By Chris Yeung –
Let’s call a spade a spade. A walk-out is a walk-out. If Chief Secretary Carrie Lam Cheng Yuet-cheng has persistently lambasted the pan-democrats for fleeing en masse to obstruct a Legco meeting, her show of kindness to the pro-establishment lawmakers’ walk-out aimed to disrupt a swearing-in ceremony last week risks being accused of hypocrisy.
Her double standard over the play of walk-out that leads to a cancellation of meetings due to a lack of quorum makes a mockery of the government’s call for members to fulfil their duty as a legislator, which includes, first and foremost, the obligation of attending a meeting.
Having claimed high moral ground over obstructionism in the tussle with pan-democrat opposition in the legislature, Mrs Lam’s tolerance, if not act of condoning, of the walk-out of the pro-establishment camp last week has further weakened its authority in governance.
It is yet another indication, nevertheless, of the Leung administration, acting apparently in line with the thinking of the leadership in Beijing, is determined to disqualify Sixtus Baggio Leung Chung-hang and Yau Wai-ching from being lawmakers at all cost.
At the centre of the prevailing turbulence in Legco was a decision by the Legco President to allow five legislators-elect to take another oath last week. Of the five, three had been declared invalid by Legco secretary-general in their first attempt early this month. After reviewing the relevant video footage, Leung had ruled another two must have a “take-two”.
Leung’s decision prompted the Chief Executive to take him to court in an eleventh-hour judicial review of the President’s ruling plus an injunction to stop the swear-in ceremony. A High Court judge found there was a case of judicial view and fixed a hearing in early November, but gave green light to the swear-in.
With the attempt to block the pair of the Youngsipiration failed, the pro-establishment camp has come to the rescue. By walking out en masse last Wednesday, they succeeded in calling off the meeting altogether with three lawmakers, including Leung Chung-hang and Yau failing to complete their swearing-in.
Loyalists quit ‘in one heart,’ Lam says
Yesterday, Mrs Lam argued the pro-establishment’s walkout was different from previous walk-out incidents because the members “were in one heart.” He declined to comment on whether those members have acted in an appropriate way.
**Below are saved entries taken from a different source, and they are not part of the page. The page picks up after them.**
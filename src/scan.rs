//! Content directory scanning and manifest generation.
//!
//! Stage 1 of the build. Reads the listing, the site config and the photo
//! tree, producing a [`Manifest`] that the generate stage consumes.
//!
//! ## Directory Structure
//!
//! ```text
//! content/
//! ├── listing.toml                 # Property facts (required)
//! ├── config.toml                  # Site configuration (optional)
//! ├── description.md               # Long description (optional)
//! ├── floorplan.jpg                # Floorplan image (optional)
//! └── photos/
//!     ├── 010-exterior/            # Category directory, prefix optional
//!     │   ├── 001-front-at-dusk.jpg
//!     │   ├── 001-front-at-dusk.txt   # Caption sidecar
//!     │   └── 002-rear-yard.jpg
//!     └── kitchen/
//!         └── 001-island.jpg
//! ```
//!
//! ## Rules
//!
//! - A category directory's name (minus any `NNN-` prefix) must be a known
//!   category key; `features` is accepted for `special`.
//! - Two directories may not map to the same category.
//! - Photos sit directly inside a category directory, never in `photos/`.
//! - Photo numbers are unique within a category. Unnumbered photos sort last,
//!   by filename.
//! - Captions come from the sidecar `.txt`, else from the filename.
//!
//! Directory order on disk does not matter: the catalog always iterates
//! categories in their fixed order.

use crate::catalog::{Catalog, Category, ImageAsset};
use crate::config::{self, SiteConfig};
use crate::listing::{self, Listing};
use crate::naming::parse_entry_name;
use serde::{Deserialize, Serialize};
use std::fs;
use std::path::{Path, PathBuf};
use thiserror::Error;
use walkdir::WalkDir;

#[derive(Error, Debug)]
pub enum ScanError {
    #[error("IO error: {0}")]
    Io(#[from] std::io::Error),
    #[error("Directory walk error: {0}")]
    Walk(#[from] walkdir::Error),
    #[error("Config error: {0}")]
    Config(#[from] config::ConfigError),
    #[error("Listing error: {0}")]
    Listing(#[from] listing::ListingError),
    #[error("Directory does not name a photo category: {}", .0.display())]
    UnknownCategory(PathBuf),
    #[error("Category {0} has more than one directory")]
    DuplicateCategory(Category),
    #[error("Photo outside a category directory: {}", .0.display())]
    StrayImage(PathBuf),
    #[error("Duplicate photo number {} in {}", .0, .1.display())]
    DuplicateNumber(u32, PathBuf),
}

/// Manifest output from the scan stage.
#[derive(Debug, Clone, Serialize, Deserialize)]
pub struct Manifest {
    pub listing: Listing,
    pub catalog: Catalog,
    /// Content-relative path of the floorplan image.
    #[serde(default, skip_serializing_if = "Option::is_none")]
    pub floorplan: Option<String>,
    pub config: SiteConfig,
}

pub const PHOTOS_DIR: &str = "photos";

const IMAGE_EXTENSIONS: &[&str] = &["jpg", "jpeg", "png", "webp", "avif"];

pub fn scan(root: &Path) -> Result<Manifest, ScanError> {
    let config = config::load_config(root)?;
    let listing = listing::load_listing(root)?;
    let catalog = scan_photos(root, config.gallery.all_limit)?;
    let floorplan = find_floorplan(root);

    Ok(Manifest {
        listing,
        catalog,
        floorplan,
        config,
    })
}

/// Build the catalog from `root/photos`. A missing directory is an empty catalog.
pub fn scan_photos(root: &Path, all_limit: usize) -> Result<Catalog, ScanError> {
    let mut catalog = Catalog::new(all_limit);
    let photos = root.join(PHOTOS_DIR);
    if !photos.is_dir() {
        return Ok(catalog);
    }

    let mut seen: Vec<Category> = Vec::new();
    for entry in collect_entries(&photos)? {
        if entry.is_file() {
            if is_image(&entry) {
                return Err(ScanError::StrayImage(entry));
            }
            continue;
        }
        let dir_name = file_name(&entry);
        let category = Category::from_key(&parse_entry_name(&dir_name).name)
            .ok_or_else(|| ScanError::UnknownCategory(entry.clone()))?;
        if seen.contains(&category) {
            return Err(ScanError::DuplicateCategory(category));
        }
        seen.push(category);

        for asset in scan_category(&entry, &dir_name, category)? {
            catalog.insert(asset);
        }
    }
    Ok(catalog)
}

fn scan_category(
    dir: &Path,
    dir_name: &str,
    category: Category,
) -> Result<Vec<ImageAsset>, ScanError> {
    let mut numbered: Vec<(u32, PathBuf)> = Vec::new();
    let mut unnumbered: Vec<PathBuf> = Vec::new();

    for entry in WalkDir::new(dir)
        .min_depth(1)
        .max_depth(1)
        .sort_by_file_name()
    {
        let path = entry?.into_path();
        if !is_image(&path) {
            continue;
        }
        match parse_entry_name(&file_stem(&path)).number {
            Some(num) => {
                if numbered.iter().any(|(n, _)| *n == num) {
                    return Err(ScanError::DuplicateNumber(num, dir.to_path_buf()));
                }
                numbered.push((num, path));
            }
            None => unnumbered.push(path),
        }
    }
    numbered.sort_by_key(|(num, _)| *num);

    let assets = numbered
        .into_iter()
        .map(|(_, path)| path)
        .chain(unnumbered)
        .map(|path| {
            let filename = file_name(&path);
            ImageAsset::new(
                format!("{PHOTOS_DIR}/{dir_name}/{filename}"),
                caption_for(&path),
                category,
            )
        })
        .collect();
    Ok(assets)
}

/// Sidecar text, else the filename caption, else the filename itself.
fn caption_for(image_path: &Path) -> String {
    read_sidecar(image_path)
        .or_else(|| parse_entry_name(&file_stem(image_path)).caption())
        .unwrap_or_else(|| file_name(image_path))
}

/// Read `001-photo.txt` next to `001-photo.jpg`. Empty sidecars count as absent.
fn read_sidecar(image_path: &Path) -> Option<String> {
    fs::read_to_string(image_path.with_extension("txt"))
        .ok()
        .map(|s| s.trim().to_string())
        .filter(|s| !s.is_empty())
}

/// First `floorplan.<image ext>` in the content root.
fn find_floorplan(root: &Path) -> Option<String> {
    IMAGE_EXTENSIONS
        .iter()
        .map(|ext| format!("floorplan.{ext}"))
        .find(|name| root.join(name).is_file())
}

fn collect_entries(path: &Path) -> Result<Vec<PathBuf>, ScanError> {
    let mut entries: Vec<PathBuf> = fs::read_dir(path)?
        .filter_map(|e| e.ok())
        .map(|e| e.path())
        .filter(|p| !file_name(p).starts_with('.'))
        .collect();
    entries.sort();
    Ok(entries)
}

fn is_image(path: &Path) -> bool {
    path.is_file()
        && path
            .extension()
            .map(|e| e.to_string_lossy().to_lowercase())
            .is_some_and(|ext| IMAGE_EXTENSIONS.contains(&ext.as_str()))
}

fn file_name(path: &Path) -> String {
    path.file_name()
        .map(|n| n.to_string_lossy().to_string())
        .unwrap_or_default()
}

fn file_stem(path: &Path) -> String {
    path.file_stem()
        .map(|n| n.to_string_lossy().to_string())
        .unwrap_or_default()
}
/// Full-screen viewer for the view's open slide.
///
/// Previous and next targets are found by stepping clones of the view.
fn render_lightbox_page(ctx: &PageContext<'_>, view: &GalleryView<'_, ScrollState>) -> Markup {
    let root = "../../";
    let Some(slide) = view.slide() else {
        return render_filter_page(ctx, view);
    };

    let neighbour = |forward: bool| -> String {
        let mut probe = view.clone();
        if forward {
            probe.next();
        } else {
            probe.prev();
        }
        probe
            .slide()
            .map(|s| format!("{}.html", s.position()))
            .unwrap_or_else(|| "index.html".to_string())
    };
    let prev_url = neighbour(false);
    let next_url = neighbour(true);
    let close_url = "index.html";

    let body_class = view.scroll().is_locked().then_some("lightbox-open");
    let progress = format!("width: {:.1}%", slide.progress_percent());

    let content = html! {
        div.lightbox data-prev=(prev_url) data-next=(next_url) data-close=(close_url) {
            a.lightbox-backdrop href=(close_url) aria-label="Close" {}
            a.lightbox-close href=(close_url) aria-label="Close" { "×" }
            a.lightbox-prev href=(prev_url) aria-label="Previous photo" { "‹" }
            a.lightbox-next href=(next_url) aria-label="Next photo" { "›" }
            figure {
                img src=(href(root, &slide.image.url)) alt=(slide.image.caption);
                figcaption.caption { (slide.image.caption) }
            }
            div.lightbox-progress {
                span.counter { (slide.counter()) }
                div.progress-track {
                    div.progress-bar style=(progress) {}
                }
            }
        }
        script src={ (root) (ctx.assets.script) } {}
    };

    let title = format!(
        "{} - {} {}",
        ctx.title(),
        view.filter().label(),
        slide.counter()
    );
    base_document(ctx, root, &title, body_class, content)
}

// ============================================================================
// Tests
// ============================================================================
Head of the New People’s Party Regina Ip Lau Suk-yee has claimed their walk-out has strong public support. She argued cancellation of meetings in the next few weeks caused no harm as the Government has said they have no plan to table any bills to the legislature during the period.
Referring to the plan by pro-democracy lawmakers to move a motion over a probe into the Leung Chun-ying HK$50 million deal with Australian firm UGL, Mrs Ip said Hong Kong people have nothing to lose if the debate did not take place. She dismissed it as an empty talk.
It may be true that the Government has no immediate plan to put forward bills at Legco. That doesn’t mean, however, lawmakers can take a day-off by quitting if they found there is nothing meaningful on the agenda.
Furthermore, it is arguable that the fresh attempt to find out the whole truth of Leung’s alleged wrongdoings over his departure deal with UGL is meaningless.
Mrs Ip may genuinely believe the Chief Executive has already told the whole truth. The truth is that many people remain doubtful as some crucial questions are still unanswered. They include whether he has made any declaration to the Executive Council after he took office in July 2012, when his agreement with UGL was still effective.
Mrs Lam may seriously believe the fact pro-establishment lawmakers acted in unison could justify their walk-out.
A walk-out is a walk-out is a walk-out. It is a defiance of the Legco rules for a political goal. That the loyalists control a majority in Legco has made things worse. They can dictate the agenda of Legco if they act, in the words of Mrs Lam, “in one heart.”
That cannot be possibly what any responsible government that acts in the overall interest of the society would like to see.
Chris Yeung is founder and editor of the Voice of Hong Kong website. He is a veteran journalist formerly worked with the South China Morning Post and the Hong Kong Economic Journal. He writes on Greater China issues.